# [Excerpted data]
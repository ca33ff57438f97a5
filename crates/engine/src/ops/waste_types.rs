use sea_orm::{ActiveValue, QueryFilter, QueryOrder, TransactionTrait, prelude::*};
use uuid::Uuid;

use crate::{EngineError, ResultEngine, WasteType, waste_types};

use super::{Engine, normalize_required_name, with_tx};

impl Engine {
    /// Adds a waste type to the catalog. Names are unique.
    pub async fn create_waste_type(
        &self,
        name: &str,
        price_per_kg_minor: i64,
        points_per_kg: i64,
    ) -> ResultEngine<WasteType> {
        let name = normalize_required_name(name, "waste type")?;

        with_tx!(self, |db_tx| {
            let existing = waste_types::Entity::find()
                .filter(waste_types::Column::Name.eq(name.clone()))
                .one(&db_tx)
                .await?;
            if existing.is_some() {
                return Err(EngineError::ExistingKey(name));
            }

            let waste_type = WasteType::new(name, price_per_kg_minor, points_per_kg)?;
            waste_types::ActiveModel::from(&waste_type).insert(&db_tx).await?;
            Ok(waste_type)
        })
    }

    /// Updates catalog rates. Existing deposits keep their snapshots.
    pub async fn update_waste_type(
        &self,
        waste_type_id: Uuid,
        price_per_kg_minor: Option<i64>,
        points_per_kg: Option<i64>,
    ) -> ResultEngine<WasteType> {
        if price_per_kg_minor.is_some_and(|p| p < 0) || points_per_kg.is_some_and(|p| p < 0) {
            return Err(EngineError::InvalidAmount(
                "price and point rate must be >= 0".to_string(),
            ));
        }

        with_tx!(self, |db_tx| {
            let model = waste_types::Entity::find_by_id(waste_type_id.to_string())
                .one(&db_tx)
                .await?
                .ok_or_else(|| EngineError::KeyNotFound("waste_type not exists".to_string()))?;

            let mut update = waste_types::ActiveModel {
                id: ActiveValue::Set(model.id.clone()),
                ..Default::default()
            };
            if let Some(price) = price_per_kg_minor {
                update.price_per_kg_minor = ActiveValue::Set(price);
            }
            if let Some(points) = points_per_kg {
                update.points_per_kg = ActiveValue::Set(points);
            }

            let updated = update.update(&db_tx).await?;
            WasteType::try_from(updated)
        })
    }

    /// Deactivates or reactivates a catalog entry. Deactivated types stay
    /// referenced by old deposits.
    pub async fn set_waste_type_active(
        &self,
        waste_type_id: Uuid,
        active: bool,
    ) -> ResultEngine<WasteType> {
        with_tx!(self, |db_tx| {
            let model = waste_types::Entity::find_by_id(waste_type_id.to_string())
                .one(&db_tx)
                .await?
                .ok_or_else(|| EngineError::KeyNotFound("waste_type not exists".to_string()))?;

            let update = waste_types::ActiveModel {
                id: ActiveValue::Set(model.id.clone()),
                active: ActiveValue::Set(active),
                ..Default::default()
            };
            let updated = update.update(&db_tx).await?;
            WasteType::try_from(updated)
        })
    }

    /// Lists catalog entries, alphabetically.
    pub async fn list_waste_types(&self, active_only: bool) -> ResultEngine<Vec<WasteType>> {
        let mut query = waste_types::Entity::find().order_by_asc(waste_types::Column::Name);
        if active_only {
            query = query.filter(waste_types::Column::Active.eq(true));
        }

        let models = query.all(&self.database).await?;
        models.into_iter().map(WasteType::try_from).collect()
    }

    /// Return a waste type by id.
    pub async fn waste_type(&self, waste_type_id: Uuid) -> ResultEngine<WasteType> {
        let model = waste_types::Entity::find_by_id(waste_type_id.to_string())
            .one(&self.database)
            .await?
            .ok_or_else(|| EngineError::KeyNotFound("waste_type not exists".to_string()))?;
        WasteType::try_from(model)
    }

    /// Return a waste type by its unique name.
    pub async fn waste_type_by_name(&self, name: &str) -> ResultEngine<WasteType> {
        let model = waste_types::Entity::find()
            .filter(waste_types::Column::Name.eq(name))
            .one(&self.database)
            .await?
            .ok_or_else(|| EngineError::KeyNotFound("waste_type not exists".to_string()))?;
        WasteType::try_from(model)
    }
}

# [Instructions for the task]
Only certain lines are wanted. Please return exactly those from the top of the data through the line with "update.points_per_kg = ActiveValue::Set(points);".

# [Your solution]
repository ca33ff57438f97a5
filename crates/engine/src/ops/waste_types.rs
use sea_orm::{ActiveValue, QueryFilter, QueryOrder, TransactionTrait, prelude::*};
use uuid::Uuid;

use crate::{EngineError, ResultEngine, WasteType, waste_types};

use super::{Engine, normalize_required_name, with_tx};

impl Engine {
    /// Adds a waste type to the catalog. Names are unique.
    pub async fn create_waste_type(
        &self,
        name: &str,
        price_per_kg_minor: i64,
        points_per_kg: i64,
    ) -> ResultEngine<WasteType> {
        let name = normalize_required_name(name, "waste type")?;

        with_tx!(self, |db_tx| {
            let existing = waste_types::Entity::find()
                .filter(waste_types::Column::Name.eq(name.clone()))
                .one(&db_tx)
                .await?;
            if existing.is_some() {
                return Err(EngineError::ExistingKey(name));
            }

            let waste_type = WasteType::new(name, price_per_kg_minor, points_per_kg)?;
            waste_types::ActiveModel::from(&waste_type).insert(&db_tx).await?;
            Ok(waste_type)
        })
    }

    /// Updates catalog rates. Existing deposits keep their snapshots.
    pub async fn update_waste_type(
        &self,
        waste_type_id: Uuid,
        price_per_kg_minor: Option<i64>,
        points_per_kg: Option<i64>,
    ) -> ResultEngine<WasteType> {
        if price_per_kg_minor.is_some_and(|p| p < 0) || points_per_kg.is_some_and(|p| p < 0) {
            return Err(EngineError::InvalidAmount(
                "price and point rate must be >= 0".to_string(),
            ));
        }

        with_tx!(self, |db_tx| {
            let model = waste_types::Entity::find_by_id(waste_type_id.to_string())
                .one(&db_tx)
                .await?
                .ok_or_else(|| EngineError::KeyNotFound("waste_type not exists".to_string()))?;

            let mut update = waste_types::ActiveModel {
                id: ActiveValue::Set(model.id.clone()),
                ..Default::default()
            };
            if let Some(price) = price_per_kg_minor {
                update.price_per_kg_minor = ActiveValue::Set(price);
            }
            if let Some(points) = points_per_kg {
                update.points_per_kg = ActiveValue::Set(points);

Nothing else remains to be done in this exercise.